__Work required__
Pick every line out of the entries below that holds the string "NodeTest", and report them.

__Exercise input__
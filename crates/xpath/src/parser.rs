//! Recursive descent parser producing a [`LocationPath`].
//!
//! ```text
//! Path      ::= '/' RelPath? | '//' RelPath | RelPath
//! RelPath   ::= Step (('/' | '//') Step)*
//! Step      ::= '.' | '..' | (AxisName '::')? NodeTest Predicate*
//! NodeTest  ::= Name | '*' | 'node' '(' ')'
//! Predicate ::= '[' OrExpr ']'
//! OrExpr    ::= AndExpr ('or' AndExpr)*
//! AndExpr   ::= CmpExpr ('and' CmpExpr)*
//! CmpExpr   ::= Primary (('=' | '!=') Primary)?
//! Primary   ::= Number | Literal | '@' Name | '(' OrExpr ')' | Name '(' Args? ')'
//! ```

use crate::XPathError;
use crate::ast::{Axis, Expr, Function, LocationPath, NodeTest, Step};
use crate::lexer::{Spanned, Token, tokenize};

/// Parse an XPath location path.
///
/// # Errors
/// Returns [`XPathError`] if the input is empty or outside the supported grammar.
pub fn parse(input: &str) -> Result<LocationPath, XPathError> {
    let tokens = tokenize(input)?;
    if tokens.is_empty() {
        return Err(XPathError::new("empty XPath expression", 0));
    }

    let mut parser = Parser {
        tokens,
        pos: 0,
        end: input.len(),
    };
    let path = parser.parse_path()?;
    if let Some(spanned) = parser.tokens.get(parser.pos) {
        return Err(XPathError::new(
            &format!("unexpected token '{}' after expression", spanned.token),
            spanned.offset,
        ));
    }
    Ok(path)
}

struct Parser {
    tokens: Vec<Spanned>,
    pos: usize,
    /// Offset reported for errors at end of input.
    end: usize,
}

impl Parser {
    fn peek(&self) -> Option<&Token> {
        self.tokens.get(self.pos).map(|spanned| &spanned.token)
    }

    fn peek_at(&self, ahead: usize) -> Option<&Token> {
        self.tokens.get(self.pos + ahead).map(|spanned| &spanned.token)
    }

    fn eat(&mut self, token: &Token) -> bool {
        if self.peek() == Some(token) {
            self.pos += 1;
            true
        } else {
            false
        }
    }

    fn eat_keyword(&mut self, keyword: &str) -> bool {
        if matches!(self.peek(), Some(Token::Name(name)) if name == keyword) {
            self.pos += 1;
            true
        } else {
            false
        }
    }

    fn expect(&mut self, token: &Token) -> Result<(), XPathError> {
        if self.eat(token) {
            Ok(())
        } else {
            Err(self.error(&format!("expected '{token}', found {}", self.describe_current())))
        }
    }

    fn advance(&mut self) -> Option<Token> {
        let token = self.peek().cloned()?;
        self.pos += 1;
        Some(token)
    }

    fn describe_current(&self) -> String {
        self.peek()
            .map_or_else(|| "end of expression".to_owned(), |token| format!("'{token}'"))
    }

    fn error(&self, message: &str) -> XPathError {
        let offset = self
            .tokens
            .get(self.pos)
            .map_or(self.end, |spanned| spanned.offset);
        XPathError::new(message, offset)
    }

    fn parse_path(&mut self) -> Result<LocationPath, XPathError> {
        if self.eat(&Token::DoubleSlash) {
            let mut steps = vec![Step::descendant_or_self()];
            self.parse_relative(&mut steps)?;
            return Ok(LocationPath { absolute: true, steps });
        }
        if self.eat(&Token::Slash) {
            let mut steps = Vec::new();
            if self.peek().is_some() {
                self.parse_relative(&mut steps)?;
            }
            return Ok(LocationPath { absolute: true, steps });
        }
        let mut steps = Vec::new();
        self.parse_relative(&mut steps)?;
        Ok(LocationPath {
            absolute: false,
            steps,
        })
    }

    fn parse_relative(&mut self, steps: &mut Vec<Step>) -> Result<(), XPathError> {
        steps.push(self.parse_step()?);
        loop {
            if self.eat(&Token::DoubleSlash) {
                steps.push(Step::descendant_or_self());
            } else if !self.eat(&Token::Slash) {
                return Ok(());
            }
            steps.push(self.parse_step()?);
        }
    }

    fn parse_step(&mut self) -> Result<Step, XPathError> {
        if self.eat(&Token::Dot) {
            return Ok(Step::new(Axis::SelfNode, NodeTest::AnyNode));
        }
        if self.eat(&Token::DotDot) {
            return Ok(Step::new(Axis::Parent, NodeTest::AnyNode));
        }

        let axis = self.parse_axis()?;
        let test = match self.advance() {
            Some(Token::Star) => NodeTest::Wildcard,
            Some(Token::Name(name)) if name == "node" && self.peek() == Some(&Token::LParen) => {
                self.expect(&Token::LParen)?;
                self.expect(&Token::RParen)?;
                NodeTest::AnyNode
            }
            Some(Token::Name(name)) => {
                if self.peek() == Some(&Token::LParen) {
                    return Err(self.error(&format!("node test '{name}()' is not supported")));
                }
                NodeTest::Name(name)
            }
            Some(Token::At) => return Err(self.error("attribute steps are not supported")),
            other => {
                if other.is_some() {
                    self.pos -= 1;
                }
                return Err(self.error(&format!("expected a step, found {}", self.describe_current())));
            }
        };

        let mut step = Step::new(axis, test);
        while self.eat(&Token::LBracket) {
            step.predicates.push(self.parse_or()?);
            self.expect(&Token::RBracket)?;
        }
        Ok(step)
    }

    fn parse_axis(&mut self) -> Result<Axis, XPathError> {
        let Some(Token::Name(name)) = self.peek() else {
            return Ok(Axis::Child);
        };
        if self.peek_at(1) != Some(&Token::ColonColon) {
            return Ok(Axis::Child);
        }
        let axis = match name.as_str() {
            "child" => Axis::Child,
            "descendant" => Axis::Descendant,
            "descendant-or-self" => Axis::DescendantOrSelf,
            "self" => Axis::SelfNode,
            "parent" => Axis::Parent,
            other => return Err(self.error(&format!("axis '{other}' is not supported"))),
        };
        self.pos += 2;
        Ok(axis)
    }

    fn parse_or(&mut self) -> Result<Expr, XPathError> {
        let mut left = self.parse_and()?;
        while self.eat_keyword("or") {
            let right = self.parse_and()?;
            left = Expr::Or(Box::new(left), Box::new(right));
        }
        Ok(left)
    }

    fn parse_and(&mut self) -> Result<Expr, XPathError> {
        let mut left = self.parse_compare()?;
        while self.eat_keyword("and") {
            let right = self.parse_compare()?;
            left = Expr::And(Box::new(left), Box::new(right));
        }
        Ok(left)
    }

    fn parse_compare(&mut self) -> Result<Expr, XPathError> {
        let left = self.parse_primary()?;
        let negated = if self.eat(&Token::Equals) {
            false
        } else if self.eat(&Token::NotEquals) {
            true
        } else {
            return Ok(left);
        };
        let right = self.parse_primary()?;
        Ok(Expr::Compare {
            negated,
            left: Box::new(left),
            right: Box::new(right),
        })
    }

    fn parse_primary(&mut self) -> Result<Expr, XPathError> {
        match self.advance() {
            Some(Token::Number(number)) => Ok(Expr::Number(number)),
            Some(Token::Literal(text)) => Ok(Expr::Literal(text)),
            Some(Token::At) => match self.advance() {
                Some(Token::Name(name)) => Ok(Expr::Attribute(name.to_ascii_lowercase())),
                _ => {
                    self.pos -= 1;
                    Err(self.error("expected attribute name after '@'"))
                }
            },
            Some(Token::LParen) => {
                let inner = self.parse_or()?;
                self.expect(&Token::RParen)?;
                Ok(inner)
            }
            Some(Token::Name(name)) if self.peek() == Some(&Token::LParen) => self.parse_call(&name),
            other => {
                if other.is_some() {
                    self.pos -= 1;
                }
                Err(self.error(&format!("expected an expression, found {}", self.describe_current())))
            }
        }
    }

    fn parse_call(&mut self, name: &str) -> Result<Expr, XPathError> {
        let call_pos = self.pos.saturating_sub(1);
        let function = Function::lookup(name).ok_or_else(|| {
            let offset = self.tokens.get(call_pos).map_or(self.end, |spanned| spanned.offset);
            XPathError::new(&format!("unknown function '{name}'"), offset)
        })?;
        self.expect(&Token::LParen)?;

        let mut args = Vec::new();
        if !self.eat(&Token::RParen) {
            loop {
                args.push(self.parse_or()?);
                if self.eat(&Token::RParen) {
                    break;
                }
                self.expect(&Token::Comma)?;
            }
        }

        let (min, max) = function.arity();
        if args.len() < min || args.len() > max {
            let offset = self.tokens.get(call_pos).map_or(self.end, |spanned| spanned.offset);
            return Err(XPathError::new(
                &format!("{name}() takes {min}..={max} arguments, got {}", args.len()),
                offset,
            ));
        }
        Ok(Expr::Call { function, args })
    }
}

#[cfg(test)]
mod tests {
    use super::*;

    #[test]
    fn double_slash_expands_to_descendant_or_self() {
        let path = parse("//DIV/UL/LI[2]").unwrap();
        assert!(path.absolute);
        assert_eq!(path.steps.len(), 4);
        assert_eq!(path.steps[0], Step::descendant_or_self());
        assert_eq!(path.steps[3].test, NodeTest::Name("LI".to_owned()));
        assert_eq!(path.steps[3].predicates[0], Expr::Number(2.0));
    }

    #[test]
    fn and_chains_are_left_associative() {
        let path = parse("//A[contains(@class, 'x') and contains(@class, 'y') and @id = 'z']").unwrap();
        let Expr::And(left, right) = &path.steps[1].predicates[0] else {
            panic!("expected and");
        };
        assert!(matches!(**left, Expr::And(..)));
        assert!(matches!(**right, Expr::Compare { negated: false, .. }));
    }

    #[test]
    fn relative_paths_start_at_context() {
        let path = parse(".//LI").unwrap();
        assert!(!path.absolute);
        assert_eq!(path.steps[0].axis, Axis::SelfNode);
        assert_eq!(path.steps[1], Step::descendant_or_self());
    }

    #[test]
    fn rejects_unknown_functions_and_bad_arity() {
        assert!(parse("//A[lower-case(@id)]").is_err());
        assert!(parse("//A[contains(@id)]").is_err());
        assert!(parse("//A[").is_err());
        assert!(parse("").is_err());
        assert!(parse("//A]").is_err());
    }

    #[test]
    fn explicit_axes() {
        let path = parse("/descendant::LI/parent::node()").unwrap();
        assert_eq!(path.steps[0].axis, Axis::Descendant);
        assert_eq!(path.steps[1].axis, Axis::Parent);
        assert_eq!(path.steps[1].test, NodeTest::AnyNode);
    }
}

__Result of this task__
//! Step      ::= '.' | '..' | (AxisName '::')? NodeTest Predicate*
//! NodeTest  ::= Name | '*' | 'node' '(' ')'
use crate::ast::{Axis, Expr, Function, LocationPath, NodeTest, Step};
            return Ok(Step::new(Axis::SelfNode, NodeTest::AnyNode));
            return Ok(Step::new(Axis::Parent, NodeTest::AnyNode));
            Some(Token::Star) => NodeTest::Wildcard,
                NodeTest::AnyNode
                NodeTest::Name(name)
        assert_eq!(path.steps[3].test, NodeTest::Name("LI".to_owned()));
        assert_eq!(path.steps[1].test, NodeTest::AnyNode);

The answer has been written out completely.